[RECORDS SUPPLIED]
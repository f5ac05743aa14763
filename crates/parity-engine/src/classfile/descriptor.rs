//! Type and method descriptors
//!
//! Descriptors use the JVM notation: `I` (int), `Z` (boolean), `V` (void),
//! `LName;` for a class type and a leading `[` per array dimension. Method
//! descriptors are `(params)return`. Internal class names use `/` between
//! package segments and `$` before a nested type's simple name.

use std::fmt;
use thiserror::Error;

/// Descriptor parse errors
#[derive(Debug, Clone, PartialEq, Eq, Error)]
pub enum DescriptorError {
    /// Descriptor text is empty where a type was expected
    #[error("Empty descriptor")]
    Empty,

    /// Unrecognized type character
    #[error("Invalid descriptor `{descriptor}` at position {position}")]
    Invalid {
        /// The offending descriptor
        descriptor: String,
        /// Byte position of the problem
        position: usize,
    },

    /// Trailing characters after a complete descriptor
    #[error("Trailing characters in descriptor `{0}`")]
    Trailing(String),
}

/// Non-array part of a type descriptor
#[derive(Debug, Clone, PartialEq, Eq, Hash)]
pub enum BaseType {
    /// `Z`
    Boolean,
    /// `B`
    Byte,
    /// `C`
    Char,
    /// `S`
    Short,
    /// `I`
    Int,
    /// `J`
    Long,
    /// `F`
    Float,
    /// `D`
    Double,
    /// `V` (return types only)
    Void,
    /// `LName;` with the internal name
    Object(String),
}

/// A field type: base type plus array dimensionality
#[derive(Debug, Clone, PartialEq, Eq, Hash)]
pub struct TypeDescriptor {
    /// Element type
    pub base: BaseType,
    /// Number of array dimensions (0 for non-arrays)
    pub dims: u8,
}

impl TypeDescriptor {
    /// A class type with no array dimensions
    pub fn object(name: impl Into<String>) -> Self {
        Self {
            base: BaseType::Object(name.into()),
            dims: 0,
        }
    }

    /// The `int` type
    pub fn int() -> Self {
        Self {
            base: BaseType::Int,
            dims: 0,
        }
    }

    /// The `void` return type
    pub fn void() -> Self {
        Self {
            base: BaseType::Void,
            dims: 0,
        }
    }

    /// Same base type with the given number of dimensions
    pub fn with_dims(mut self, dims: u8) -> Self {
        self.dims = dims;
        self
    }

    /// Parse a complete field descriptor
    pub fn parse(text: &str) -> Result<Self, DescriptorError> {
        let (ty, used) = Self::parse_prefix(text, 0)?;
        if used != text.len() {
            return Err(DescriptorError::Trailing(text.to_string()));
        }
        Ok(ty)
    }

    /// Parse one descriptor starting at `start`, returning it and the end position
    fn parse_prefix(text: &str, start: usize) -> Result<(Self, usize), DescriptorError> {
        let bytes = text.as_bytes();
        if start >= bytes.len() {
            return Err(if text.is_empty() {
                DescriptorError::Empty
            } else {
                DescriptorError::Invalid {
                    descriptor: text.to_string(),
                    position: start,
                }
            });
        }

        let mut pos = start;
        let mut dims: u8 = 0;
        while pos < bytes.len() && bytes[pos] == b'[' {
            dims = dims.checked_add(1).ok_or_else(|| DescriptorError::Invalid {
                descriptor: text.to_string(),
                position: pos,
            })?;
            pos += 1;
        }

        let invalid = |position| DescriptorError::Invalid {
            descriptor: text.to_string(),
            position,
        };

        let base = match bytes.get(pos) {
            Some(b'Z') => BaseType::Boolean,
            Some(b'B') => BaseType::Byte,
            Some(b'C') => BaseType::Char,
            Some(b'S') => BaseType::Short,
            Some(b'I') => BaseType::Int,
            Some(b'J') => BaseType::Long,
            Some(b'F') => BaseType::Float,
            Some(b'D') => BaseType::Double,
            Some(b'V') if dims == 0 => BaseType::Void,
            Some(b'L') => {
                let end = text[pos..].find(';').map(|i| pos + i).ok_or(invalid(pos))?;
                let name = &text[pos + 1..end];
                if name.is_empty() {
                    return Err(invalid(pos));
                }
                return Ok((
                    Self {
                        base: BaseType::Object(name.to_string()),
                        dims,
                    },
                    end + 1,
                ));
            }
            _ => return Err(invalid(pos)),
        };
        Ok((Self { base, dims }, pos + 1))
    }

    /// Internal class name of the element type, if it is a class type
    pub fn object_name(&self) -> Option<&str> {
        match &self.base {
            BaseType::Object(name) => Some(name),
            _ => None,
        }
    }

    /// Whether this is an array type
    pub fn is_array(&self) -> bool {
        self.dims > 0
    }

    /// Whether this denotes a reference (class or array) value
    pub fn is_reference(&self) -> bool {
        self.dims > 0 || matches!(self.base, BaseType::Object(_))
    }

    /// Descriptor of the element type, without array dimensions
    pub fn element_descriptor(&self) -> String {
        Self {
            base: self.base.clone(),
            dims: 0,
        }
        .to_string()
    }

    /// Apply a class-name mapping to the element type
    pub fn rename(&self, map: impl Fn(&str) -> Option<String>) -> Option<Self> {
        let name = self.object_name()?;
        map(name).map(|renamed| Self {
            base: BaseType::Object(renamed),
            dims: self.dims,
        })
    }
}

impl fmt::Display for TypeDescriptor {
    fn fmt(&self, f: &mut fmt::Formatter<'_>) -> fmt::Result {
        for _ in 0..self.dims {
            f.write_str("[")?;
        }
        match &self.base {
            BaseType::Boolean => f.write_str("Z"),
            BaseType::Byte => f.write_str("B"),
            BaseType::Char => f.write_str("C"),
            BaseType::Short => f.write_str("S"),
            BaseType::Int => f.write_str("I"),
            BaseType::Long => f.write_str("J"),
            BaseType::Float => f.write_str("F"),
            BaseType::Double => f.write_str("D"),
            BaseType::Void => f.write_str("V"),
            BaseType::Object(name) => write!(f, "L{};", name),
        }
    }
}

/// A method signature: parameter types and return type
#[derive(Debug, Clone, PartialEq, Eq, Hash)]
pub struct MethodDescriptor {
    /// Parameter types in order
    pub params: Vec<TypeDescriptor>,
    /// Return type (`V` for none)
    pub ret: TypeDescriptor,
}

impl MethodDescriptor {
    /// Parse `(params)return`
    pub fn parse(text: &str) -> Result<Self, DescriptorError> {
        if text.is_empty() {
            return Err(DescriptorError::Empty);
        }
        if !text.starts_with('(') {
            return Err(DescriptorError::Invalid {
                descriptor: text.to_string(),
                position: 0,
            });
        }
        let mut pos = 1;
        let mut params = Vec::new();
        while text.as_bytes().get(pos) != Some(&b')') {
            let (param, next) = TypeDescriptor::parse_prefix(text, pos)?;
            if param.base == BaseType::Void {
                return Err(DescriptorError::Invalid {
                    descriptor: text.to_string(),
                    position: pos,
                });
            }
            params.push(param);
            pos = next;
        }
        let ret = TypeDescriptor::parse(&text[pos + 1..]).map_err(|_| DescriptorError::Invalid {
            descriptor: text.to_string(),
            position: pos + 1,
        })?;
        Ok(Self { params, ret })
    }

    /// Whether the method returns a value
    pub fn returns_value(&self) -> bool {
        self.ret.base != BaseType::Void
    }

    /// Apply a class-name mapping to every parameter and the return type
    pub fn rename(&self, map: impl Fn(&str) -> Option<String>) -> Self {
        let fix = |ty: &TypeDescriptor| ty.rename(&map).unwrap_or_else(|| ty.clone());
        Self {
            params: self.params.iter().map(fix).collect(),
            ret: fix(&self.ret),
        }
    }
}

impl fmt::Display for MethodDescriptor {
    fn fmt(&self, f: &mut fmt::Formatter<'_>) -> fmt::Result {
        f.write_str("(")?;
        for param in &self.params {
            write!(f, "{}", param)?;
        }
        write!(f, "){}", self.ret)
    }
}

/// Descriptor text of either kind (field or method)
pub fn validate_descriptor(text: &str) -> Result<(), DescriptorError> {
    if text.starts_with('(') {
        MethodDescriptor::parse(text).map(|_| ())
    } else {
        TypeDescriptor::parse(text).map(|_| ())
    }
}

/// Simple name of a class: the part after the last `/` and `$`
pub fn simple_name(internal_name: &str, separator: char) -> &str {
    let after_package = internal_name.rsplit('/').next().unwrap_or(internal_name);
    after_package.rsplit(separator).next().unwrap_or(after_package)
}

[TASK] Please return all lines from the records that hold the word "Float".

[REPLY TO THE EXERCISE]
    Float,
            Some(b'F') => BaseType::Float,
            BaseType::Float => f.write_str("F"),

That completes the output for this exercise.